I had tried a vintage Darjeeling once before and loved every leaf, every drop, every steep, so I had to try this one.
There is a delicate feel to this tea, very warm and soft in both scent and presentation, a careful and exquisite leaf.
Steeping gives a deep blonde tone, with bouquets of sweet flowery scents.
But the real prize is the actual taste, buttery rich and full bodied with complex flowery flavors, followed with a sweetly fruity after-taste and hints of vanilla.
This tea is a beautiful way to start this morning.
I was pleasantly surprised to find a canister of this tea in a store I’ve been meaning to visit but never had the time to. My weekend was a great laid back break from a quite busy week, of course watching Marvel’s The Avengers helped my enjoyment significantly.
My last encounter with ginger pear tea was in a teabag that is sold everywhere, so having ginger pear white loose leaf tea was a treat to find, it was also the only loose leaf tea canister in the store, and the last canister left on the shelf.
The aroma once opened is a beautiful blend of fruity ginger, a very strong ginger with that hint of fruity sweetness. It is an extremely effective scent that fills your nostrils and washes you with a fresh calming feeling.
It is a light amber colored brew, with an even stronger fruity ginger scent. As I tend to always do, I try new teas unsweetened, and this tea does not require any sweetener.
The taste is extremely surprising, given my last encounter with something similar. The ginger gives the base white tea a nice kick, while the fruit naturally sweetens. There are lingering floral flavors, with a bit of blackberry somewhere, but it is mainly pear and ginger flavors that dazzle and shine.

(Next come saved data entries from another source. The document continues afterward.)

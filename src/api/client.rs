use std::time::Duration;

use reqwest::header::ACCEPT;
use reqwest::{Method, Response, StatusCode};
use serde::de::DeserializeOwned;
use serde_json::Value;
use url::Url;

use crate::config::AppConfig;
use crate::error::{ClientError, ClientResult};
use crate::session::SessionContext;

/// Credential failures on this path are bad logins, not expired sessions.
pub const LOGIN_PATH: &str = "/auth/login";

const SESSION_EXPIRED: &str = "Sessão expirada. Faça login novamente.";

/// Single point of egress to the backend.
///
/// Every request carries `Authorization: Bearer <token>` while a session is
/// held. Any 401 outside the login endpoint clears the credential store and
/// resets the session before the error is returned to the caller.
#[derive(Clone)]
pub struct ApiClient {
    http: reqwest::Client,
    base_url: String,
    session: SessionContext,
    log_requests: bool,
}

impl ApiClient {
    pub fn new(config: &AppConfig, session: SessionContext) -> ClientResult<Self> {
        let base_url = config.api.base_url.trim_end_matches('/').to_string();
        let parsed = Url::parse(&base_url).map_err(|e| {
            ClientError::validation(format!("URL da API inválida '{}': {}", base_url, e))
        })?;
        if !matches!(parsed.scheme(), "http" | "https") {
            return Err(ClientError::validation(format!(
                "URL da API deve usar http ou https: {}",
                base_url
            )));
        }

        let http = reqwest::Client::builder()
            .timeout(Duration::from_secs(config.api.request_timeout_secs))
            .build()?;

        Ok(Self {
            http,
            base_url,
            session,
            log_requests: config.api.enable_request_logging,
        })
    }

    pub fn session(&self) -> &SessionContext {
        &self.session
    }

    pub fn base_url(&self) -> &str {
        &self.base_url
    }

    fn url(&self, path: &str) -> String {
        format!("{}{}", self.base_url, path)
    }

    /// Dispatch one request and apply the response policy.
    pub(crate) async fn send(
        &self,
        method: Method,
        path: &str,
        query: &[(&str, String)],
        body: Option<Value>,
    ) -> ClientResult<Response> {
        // Token read at dispatch time; compared on rejection to detect a newer login
        let token = self.session.token();

        let mut request = self
            .http
            .request(method.clone(), self.url(path))
            .header(ACCEPT, "application/json");
        if let Some(token) = &token {
            request = request.bearer_auth(token);
        }
        if !query.is_empty() {
            request = request.query(query);
        }
        if let Some(body) = &body {
            request = request.json(body);
        }

        if self.log_requests {
            tracing::debug!("{} {} (auth: {})", method, path, token.is_some());
        }

        let response = request.send().await.map_err(|e| {
            tracing::debug!("{} {} failed before a response: {}", method, path, e);
            ClientError::network(format!("Falha de comunicação com o servidor: {}", e))
        })?;

        let status = response.status();
        if status.is_success() {
            return Ok(response);
        }

        let error_body = read_error_body(response).await;

        if status == StatusCode::UNAUTHORIZED && path != LOGIN_PATH {
            self.session.expire(token.as_deref());
            return Err(ClientError::auth_rejected(rejection_message(error_body.as_ref())));
        }

        tracing::debug!("{} {} -> {}", method, path, status);
        Err(ClientError::backend(status.as_u16(), error_body))
    }

    async fn decode<T: DeserializeOwned>(response: Response) -> ClientResult<T> {
        let bytes = response.bytes().await?;
        Ok(serde_json::from_slice(&bytes)?)
    }

    pub(crate) async fn get_json<T: DeserializeOwned>(
        &self,
        path: &str,
        query: &[(&str, String)],
    ) -> ClientResult<T> {
        let response = self.send(Method::GET, path, query, None).await?;
        Self::decode(response).await
    }

    pub(crate) async fn post_json<T: DeserializeOwned>(&self, path: &str, body: Value) -> ClientResult<T> {
        let response = self.send(Method::POST, path, &[], Some(body)).await?;
        Self::decode(response).await
    }

    pub(crate) async fn put_json<T: DeserializeOwned>(
        &self,
        path: &str,
        body: Option<Value>,
    ) -> ClientResult<T> {
        let response = self.send(Method::PUT, path, &[], body).await?;
        Self::decode(response).await
    }

    pub(crate) async fn delete_json<T: DeserializeOwned>(
        &self,
        path: &str,
        body: Option<Value>,
    ) -> ClientResult<T> {
        let response = self.send(Method::DELETE, path, &[], body).await?;
        Self::decode(response).await
    }

    /// Binary download (reports).
    pub(crate) async fn get_bytes(&self, path: &str, query: &[(&str, String)]) -> ClientResult<Vec<u8>> {
        let response = self.send(Method::GET, path, query, None).await?;
        Ok(response.bytes().await?.to_vec())
    }
}

async fn read_error_body(response: Response) -> Option<Value> {
    let bytes = response.bytes().await.ok()?;
    if bytes.is_empty() {
        return None;
    }
    match serde_json::from_slice::<Value>(&bytes) {
        Ok(value) => Some(value),
        Err(_) => Some(Value::String(String::from_utf8_lossy(&bytes).into_owned())),
    }
}

fn rejection_message(body: Option<&Value>) -> String {
    body.and_then(|b| b.get("error").or_else(|| b.get("msg")))
        .and_then(Value::as_str)
        .filter(|m| !m.trim().is_empty())
        .map(|m| format!("{} ({})", SESSION_EXPIRED, m))
        .unwrap_or_else(|| SESSION_EXPIRED.to_string())
}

This tea would be a great any afternoon tea. For the price, and with a handsome storage tin, this is a great find.
What the hell is up with David’s Tea and hibiscus? Like rooibos, it seems to want to ruin any fruit teas that I’m mildly interested in.
It smells like it could be better, as it needs more strawberry and ginger than hibiscus, there is barely any strawberry flavor in this, and the ginger is there once you go through the hibiscus tart after taste.
Unlike rooibos, I am more indifferent to hibiscus, as it is not disguisting, but it seems to be overpowering potentially delicious blends, and it is becoming more commonplace in my recent David’s Tea blend purchases.
Considering the primary ingredient, hibiscus blossoms, I had a slight dread steeping this tea.
It smells beautifully citrusy with the fresh tinge of lemongrass right upon opening the bag, and continues on steeping, giving a wonderfully deep pink tone to the brew.
I’m glad the hibiscus didn’t ruin the flavor, as the citrus seems powerful enough to stand out, giving an irresistibly fresh flavor with a full tart after taste.
Indeed, this would be much better iced, probably with some sparkling water and citrus pieces, on a nice cool sunny day.